By now I have been with him for a couple of hours, and already the force of his personality has made the chair invisible. After the injury his muscles began to atrophy, and over time his midsection grew large and outsized, his face swollen. But the fire in his eyes hasn't changed. Marty is exactly as I remembered him. "One thing about him," says his wife, "Marty might've broken his neck, he might be paralyzed and in that chair, but he is still a football player."
Their large Acadian-style house stands only a stone's throw from Bayou Lafourche, the place where they met and fell in love as teenagers. Lynne and their 17-year-old daughter, Amy, are inside preparing dinner, and outside Marty is giving me a tour of the spread when we come to rest in the shade of a carport. I reach to touch the top of his shoulder, because he still has some feeling there, but then I stop myself. "Marty, you must've resented the hell out of me," I say.
He looks up, surprise registering on his face. He bucks forward and then back in his chair, and it isn't necessary for me to explain which of my failures might've led me to make such a statement. "No, never," he says. "I saw you as my competition, but I always have a lot of respect for my competition, and I did for you, too. You were standing in my way, standing in the way of where I wanted to be. But even then I knew my role and accepted it. I was going to push you as hard as I could. That was my duty to you and to the team. I looked up to you as a teacher, just as you looked up to Jay Whitley as a teacher when he was playing ahead of you. We were teammates, John Ed. That was the most important thing."
Lynne and Amy serve lasagna, green salad and blueberry cheesecake in the dining room, and afterward Marty and I move to the living room and sit together as dusk darkens the windows. He revisits the nightmare of his accident and the rough years that followed, but it isn't until he talks about his days as an LSU football player that he becomes emotional. "Nothing I've ever experienced compares to it," he says. "That first time I ran out with the team as a freshman—out into Tiger Stadium? God, I was 15 feet off the ground and covered with frissons. You know what frissons are? They're goose bumps. It's the French word for goose bumps." He lowers his head, and tears fill his eyes and run down his face. He weeps as I have wept, at the memory of how beautiful it all was. "It was the biggest high you could have," he says. "No drugs could match it. The way it felt to run out there with the crowd yelling for you. I wish every kid could experience that."
"If every kid could," I say, "then it wouldn't be what it is. It's because so few ever get there that it has such power."
We are quiet, and then he says, "Whenever I have a down time, or whenever I'm feeling sorry for myself, or whenever life is more than I can bear at the moment, I always do the same thing. I put the Tiger fight song on the stereo, and all the memories come back and somehow it makes everything O.K. All right, I say to myself. I can do it. I can do it. Let's go."
Marty and I talk deep into the night, oblivious to the time, and finally I get up to leave.

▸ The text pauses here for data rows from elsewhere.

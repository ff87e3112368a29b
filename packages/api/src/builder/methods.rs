//! Terminal methods
//!
//! Parse input and run deserializers over it: a single object, or every
//! object until the input is exhausted.

use std::any::Any;

use objstream_core::{
    EventDeserializer, EventDriven, EventStream, FormatDescriptor, Input, JsonFormat,
    JsonValueDeserializer, RawDeserializer, Result,
};
use serde_json::Value;

use crate::builder::core::ObjStreamBuilder;

impl<F: FormatDescriptor> ObjStreamBuilder<'_, F> {
    /// Parse `input` into a token sequence
    ///
    /// # Errors
    /// Backend failures while setting up the token producer
    pub fn events<'a>(&self, input: impl Into<Input<'a>>) -> Result<EventStream<'a, F::Token>> {
        self.parser.parse(input)
    }

    /// Parse dynamically typed data into a token sequence
    ///
    /// # Errors
    /// `UnsupportedInputType` if `data` is neither a buffer nor a reader
    pub fn events_any<D: Any>(&self, data: D) -> Result<EventStream<'static, F::Token>> {
        self.parser.parse_any(data)
    }

    /// Read the first object of `input` through `hook`
    ///
    /// # Errors
    /// `EndOfInput` if `input` holds no object, otherwise any structural,
    /// backend or hook error
    pub fn deserialize<'a, D>(&self, input: impl Into<Input<'a>>, hook: &D) -> Result<D::Output>
    where
        D: EventDeserializer<F> + ?Sized,
    {
        self.deserialize_raw(input, &EventDriven(hook))
    }

    /// Read the first object of `input` with a full-control strategy
    ///
    /// # Errors
    /// As [`deserialize`](Self::deserialize)
    pub fn deserialize_raw<'a, R>(&self, input: impl Into<Input<'a>>, strategy: &R) -> Result<R::Output>
    where
        R: RawDeserializer<F> + ?Sized,
    {
        let mut events = self.events(input)?;
        self.context().execute(strategy, &mut events, 0)
    }

    /// Read every object of `input` through `hook`, in order
    ///
    /// Stops cleanly when the input is exhausted between objects.
    ///
    /// # Errors
    /// The first structural, backend or hook error encountered
    pub fn deserialize_all<'a, D>(&self, input: impl Into<Input<'a>>, hook: &D) -> Result<Vec<D::Output>>
    where
        D: EventDeserializer<F> + ?Sized,
    {
        let mut events = self.events(input)?;
        let ctx = self.context();
        let driver = EventDriven(hook);

        let mut objects = Vec::new();
        loop {
            match ctx.execute(&driver, &mut events, 0) {
                Ok(value) => objects.push(value),
                Err(e) if e.is_end_of_input() => break,
                Err(e) => return Err(e),
            }
        }

        tracing::debug!(
            objects = objects.len(),
            tokens = events.consumed(),
            "read all objects from input"
        );
        Ok(objects)
    }
}

impl ObjStreamBuilder<'_, JsonFormat> {
    /// Read every top-level JSON object of `input` as a [`Value`]
    ///
    /// # Errors
    /// As [`deserialize_all`](Self::deserialize_all)
    pub fn values<'a>(&self, input: impl Into<Input<'a>>) -> Result<Vec<Value>> {
        self.deserialize_all(input, &JsonValueDeserializer)
    }
}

He wheels his chair as far as the door, and as I'm driving away I look back and see him sitting there, a bolt of yellow light around him, arm raised in goodbye.

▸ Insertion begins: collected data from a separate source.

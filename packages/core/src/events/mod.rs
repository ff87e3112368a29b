//! Token sequences and bounded object iteration
//!
//! [`EventStream`] wraps a backend's producer; [`ObjectEvents`] reads exactly
//! one object's worth of tokens from any [`TokenSource`] by counting object
//! scope depth.

mod object;
mod stats;
mod stream;

pub use object::{ObjectEvent, ObjectEvents};
pub use stats::EventStats;
pub use stream::{EventStream, TokenSource};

I could seek out each one of them and apologize for the vanishing act, but, like me, most of them eventually elected to vanish, too, moving into whatever roles the world had reserved for them. Last I heard, Jay Blass had become a commercial pilot. Greg Raymond returned to New Orleans and was running his family's jewelry store. Tom Tully became a veterinarian specializing in exotic birds, of all things. And Jay Whitley, somebody told me, is an orthodontist now, the father of four kids. If they're anything like their old man, they're stouthearted and fearless, and they eat linebackers for lunch.

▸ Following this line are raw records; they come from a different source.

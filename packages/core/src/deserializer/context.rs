use std::any::Any;

use super::contracts::RawDeserializer;
use super::table::DeserializerTable;
use crate::config::DeserializeConfig;
use crate::error::Result;
use crate::events::TokenSource;
use crate::format::FormatDescriptor;
use crate::registry::{TypeKey, TypeRegistry};

/// Everything a deserializer needs besides the tokens themselves.
pub struct DeserializeContext<'c, F: FormatDescriptor> {
    format: &'c F,
    registry: &'c TypeRegistry,
    config: DeserializeConfig,
    table: Option<&'c DeserializerTable<F>>,
}

impl<'c, F: FormatDescriptor> DeserializeContext<'c, F> {
    /// Context over `format` using the process-wide registry and defaults.
    pub fn new(format: &'c F) -> Self {
        Self {
            format,
            registry: TypeRegistry::global(),
            config: DeserializeConfig::default(),
            table: None,
        }
    }

    #[must_use]
    pub fn with_registry(mut self, registry: &'c TypeRegistry) -> Self {
        self.registry = registry;
        self
    }

    #[must_use]
    pub fn with_config(mut self, config: DeserializeConfig) -> Self {
        self.config = config;
        self
    }

    #[must_use]
    pub fn with_table(mut self, table: &'c DeserializerTable<F>) -> Self {
        self.table = Some(table);
        self
    }

    #[inline]
    pub fn format(&self) -> &'c F {
        self.format
    }

    #[inline]
    pub fn registry(&self) -> &'c TypeRegistry {
        self.registry
    }

    #[inline]
    pub fn config(&self) -> &DeserializeConfig {
        &self.config
    }

    #[inline]
    pub fn table(&self) -> Option<&'c DeserializerTable<F>> {
        self.table
    }

    /// Runs `deserializer` against `source` with this context.
    ///
    /// Nested reconstruction passes the parent's bounded reader as `source`
    /// and the number of object starts it already consumed as `count`.
    ///
    /// # Errors
    ///
    /// Whatever the deserializer returns.
    pub fn execute<D>(
        &self,
        deserializer: &D,
        source: &mut dyn TokenSource<F::Token>,
        count: usize,
    ) -> Result<D::Output>
    where
        D: RawDeserializer<F> + ?Sized,
    {
        deserializer.execute(source, self, count)
    }

    /// Reconstructs the value stored under `property` of `owner`.
    ///
    /// Returns `Ok(None)` when the registry has no type for the property,
    /// leaving `source` untouched so the caller can fall back to the
    /// format's native value. With a registered type, the context's
    /// dispatch table runs the matching deserializer.
    ///
    /// # Errors
    ///
    /// `NotImplemented` if the type is registered but no table is attached
    /// or the table has no entry for it, otherwise whatever the deserializer
    /// returns.
    pub fn execute_property(
        &self,
        owner: TypeKey,
        property: &str,
        source: &mut dyn TokenSource<F::Token>,
        count: usize,
    ) -> Result<Option<Box<dyn Any>>> {
        let Some(value_type) = self.registry.resolve(owner, property) else {
            return Ok(None);
        };
        let table = self
            .table
            .ok_or_else(|| crate::error::not_implemented(value_type.name()))?;
        table.execute_dyn(value_type, source, self, count).map(Some)
    }
}

impl<F: FormatDescriptor> Clone for DeserializeContext<'_, F> {
    fn clone(&self) -> Self {
        *self
    }
}

impl<F: FormatDescriptor> Copy for DeserializeContext<'_, F> {}

impl<F: FormatDescriptor> std::fmt::Debug for DeserializeContext<'_, F> {
    fn fmt(&self, f: &mut std::fmt::Formatter<'_>) -> std::fmt::Result {
        f.debug_struct("DeserializeContext")
            .field("config", &self.config)
            .field("has_table", &self.table.is_some())
            .finish_non_exhaustive()
    }
}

When the pregame prayer and pep talks were done, we'd come out of the chute to the screams of people who were counting on us. The band would begin to play; up ahead the cheerleaders were waiting. Under the crossbar of the goalpost we huddled, seniors in front. I was always afraid to trip and fall and embarrass myself, and for the first few steps I ran with a hand on the teammate next to me. Arms pumping, knees lifted high. The heat felt like a dense, blistering weight in your lungs. If you looked up above the rim of the bowl you couldn't see the stars; the light from the standards had washed out the sky. Always in the back of your mind was the knowledge of your supreme good fortune. Everyone else would travel a similar course of human experience, but you were different.
And so, chin straps buckled tight, we filed out onto the field as one, the gold and the white a single elongated blur, neatly trimmed in purple.